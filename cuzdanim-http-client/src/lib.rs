#![doc = include_str!("../README.md")]
#[cfg(feature = "reqwest")]
pub mod reqwest;

#[cfg(all(test, feature = "reqwest"))]
mod tests;
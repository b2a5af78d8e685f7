use super::Currency;
use chrono::{DateTime, NaiveDate, Utc};
use serde::{Deserialize, Serialize};

/// `spent`, `remaining`, `percentage_used` and `status` are computed by the
/// backend for the requested period.
#[derive(Serialize, Deserialize, Debug, Clone, PartialEq)]
#[serde(rename_all = "camelCase")]
pub struct Budget {
    pub id: String,
    pub name: String,
    pub category_id: String,
    pub category_name: String,
    pub category_icon: Option<String>,
    pub category_color: Option<String>,
    pub amount: f64,
    pub currency: String,
    pub period_start_date: DateTime<Utc>,
    pub period_end_date: DateTime<Utc>,
    pub alert_threshold_percentage: f64,
    pub alert_when_exceeded: bool,
    pub is_active: bool,
    pub created_at: DateTime<Utc>,
    pub spent: f64,
    pub remaining: f64,
    pub percentage_used: f64,
    pub status: String,
}

#[derive(Serialize, Deserialize, Debug, Clone, PartialEq)]
#[serde(rename_all = "camelCase")]
pub struct CreateBudgetRequest {
    pub category_id: String,
    pub name: String,
    pub amount: f64,
    pub currency: Currency,
    pub start_date: NaiveDate,
    pub end_date: NaiveDate,
    pub alert_threshold_percentage: f64,
}

#[derive(Serialize, Deserialize, Debug, Clone, PartialEq)]
#[serde(rename_all = "camelCase")]
pub struct UpdateBudgetRequest {
    pub name: String,
    pub amount: f64,
    pub currency: Currency,
    pub start_date: NaiveDate,
    pub end_date: NaiveDate,
    pub alert_threshold_percentage: f64,
}
use crate::dashboard::filter::DEFAULT_YEAR_WINDOW;
use std::env;
use std::fmt;
use std::net::{IpAddr, SocketAddr};
use std::path::PathBuf;

/// Distinguishes runtime behavior for different stages of the service.
#[derive(Debug, Clone, Copy, PartialEq, Eq)]
pub enum AppEnvironment {
    Development,
    Test,
    Production,
}

impl AppEnvironment {
    fn from_str(value: &str) -> Self {
        match value.trim().to_ascii_lowercase().as_str() {
            "prod" | "production" => Self::Production,
            "test" | "ci" => Self::Test,
            _ => Self::Development,
        }
    }
}

/// Top-level configuration for the application.
#[derive(Debug, Clone)]
pub struct AppConfig {
    pub environment: AppEnvironment,
    pub server: ServerConfig,
    pub telemetry: TelemetryConfig,
    pub dashboard: DashboardConfig,
}

impl AppConfig {
    pub fn load() -> Result<Self, ConfigError> {
        dotenvy::dotenv().ok();

        let environment = AppEnvironment::from_str(
            &env::var("APP_ENV").unwrap_or_else(|_| "development".to_string()),
        );

        let host = env::var("APP_HOST").unwrap_or_else(|_| "127.0.0.1".to_string());
        let port = env::var("APP_PORT")
            .unwrap_or_else(|_| "3000".to_string())
            .parse::<u16>()
            .map_err(|_| ConfigError::InvalidPort)?;

        let log_level = env::var("APP_LOG_LEVEL").unwrap_or_else(|_| "info".to_string());

        let data_path = env::var("ENROLLMENT_DATA_PATH")
            .map(PathBuf::from)
            .unwrap_or_else(|_| PathBuf::from(DashboardConfig::DEFAULT_DATA_PATH));
        let default_year_window = match env::var("ENROLLMENT_DEFAULT_YEARS") {
            Ok(raw) => raw
                .trim()
                .parse::<usize>()
                .ok()
                .filter(|window| *window > 0)
                .ok_or(ConfigError::InvalidYearWindow)?,
            Err(_) => DEFAULT_YEAR_WINDOW,
        };

        Ok(Self {
            environment,
            server: ServerConfig { host, port },
            telemetry: TelemetryConfig { log_level },
            dashboard: DashboardConfig {
                data_path,
                default_year_window,
            },
        })
    }
}

/// Settings controlling the HTTP server binding.
#[derive(Debug, Clone)]
pub struct ServerConfig {
    pub host: String,
    pub port: u16,
}

impl ServerConfig {
    pub fn socket_addr(&self) -> Result<SocketAddr, ConfigError> {
        if self.host.eq_ignore_ascii_case("localhost") {
            return Ok(SocketAddr::new(IpAddr::from([127, 0, 0, 1]), self.port));
        }

        let ip: IpAddr = self
            .host
            .parse()
            .map_err(|source| ConfigError::InvalidHost { source })?;

        Ok(SocketAddr::new(ip, self.port))
    }
}

/// Tracing controls.
#[derive(Debug, Clone)]
pub struct TelemetryConfig {
    pub log_level: String,
}

/// Where the candidate export lives and how many recent years to show first.
#[derive(Debug, Clone)]
pub struct DashboardConfig {
    pub data_path: PathBuf,
    pub default_year_window: usize,
}

impl DashboardConfig {
    pub const DEFAULT_DATA_PATH: &'static str = "data/enrollment.csv";
}

impl Default for DashboardConfig {
    fn default() -> Self {
        Self {
            data_path: PathBuf::from(Self::DEFAULT_DATA_PATH),
            default_year_window: DEFAULT_YEAR_WINDOW,
        }
    }
}

#[derive(Debug)]
pub enum ConfigError {
    InvalidPort,
    InvalidHost { source: std::net::AddrParseError },
    InvalidYearWindow,
}

impl fmt::Display for ConfigError {
    fn fmt(&self, f: &mut fmt::Formatter<'_>) -> fmt::Result {
        match self {
            ConfigError::InvalidPort => write!(f, "APP_PORT must be a valid u16"),
            ConfigError::InvalidHost { .. } => {
                write!(f, "APP_HOST must parse to an IPv4 or IPv6 address")
            }
            ConfigError::InvalidYearWindow => {
                write!(f, "ENROLLMENT_DEFAULT_YEARS must be a positive integer")
            }
        }
    }
}

impl std::error::Error for ConfigError {
    fn source(&self) -> Option<&(dyn std::error::Error + 'static)> {
        match self {
            ConfigError::InvalidPort | ConfigError::InvalidYearWindow => None,
            ConfigError::InvalidHost { source } => Some(source),
        }
    }
}

#[cfg(test)]
mod tests {
    use super::*;
    use std::env;
    use std::sync::{Mutex, OnceLock};

    fn env_guard() -> &'static Mutex<()> {
        static GUARD: OnceLock<Mutex<()>> = OnceLock::new();
        GUARD.get_or_init(|| Mutex::new(()))
    }

    fn reset_env() {
        env::remove_var("APP_ENV");
        env::remove_var("APP_HOST");
        env::remove_var("APP_PORT");
        env::remove_var("APP_LOG_LEVEL");
        env::remove_var("ENROLLMENT_DATA_PATH");
        env::remove_var("ENROLLMENT_DEFAULT_YEARS");
    }

    #[test]
    fn load_uses_defaults_when_env_missing() {
        let _lock = env_guard().lock().expect("env mutex poisoned");
        reset_env();
        let config = AppConfig::load().expect("config loads with defaults");
        assert_eq!(config.environment, AppEnvironment::Development);
        assert_eq!(config.server.host, "127.0.0.1");
        assert_eq!(config.server.port, 3000);
        assert_eq!(config.telemetry.log_level, "info");
        assert_eq!(
            config.dashboard.data_path,
            PathBuf::from("data/enrollment.csv")
        );
        assert_eq!(config.dashboard.default_year_window, 3);
    }

    #[test]
    fn accepts_localhost_host() {
        let _lock = env_guard().lock().expect("env mutex poisoned");
        reset_env();
        env::set_var("APP_HOST", "localhost");
        let config = AppConfig::load().expect("config loads");
        let addr = config.server.socket_addr().expect("localhost resolves");
        assert_eq!(addr, SocketAddr::new(IpAddr::from([127, 0, 0, 1]), 3000));
        reset_env();
    }

    #[test]
    fn dashboard_settings_come_from_env() {
        let _lock = env_guard().lock().expect("env mutex poisoned");
        reset_env();
        env::set_var("ENROLLMENT_DATA_PATH", "/srv/admissions/candidates.csv");
        env::set_var("ENROLLMENT_DEFAULT_YEARS", "5");
        let config = AppConfig::load().expect("config loads");
        assert_eq!(
            config.dashboard.data_path,
            PathBuf::from("/srv/admissions/candidates.csv")
        );
        assert_eq!(config.dashboard.default_year_window, 5);

        env::set_var("ENROLLMENT_DEFAULT_YEARS", "0");
        assert!(matches!(
            AppConfig::load(),
            Err(ConfigError::InvalidYearWindow)
        ));
        reset_env();
    }
}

####

- [Work task] Only the lines of the data holding the string "DashboardConfig" are wanted; copy each of them.

- [Your solution]
    pub dashboard: DashboardConfig,
            .unwrap_or_else(|_| PathBuf::from(DashboardConfig::DEFAULT_DATA_PATH));
            dashboard: DashboardConfig {
pub struct DashboardConfig {
impl DashboardConfig {
impl Default for DashboardConfig {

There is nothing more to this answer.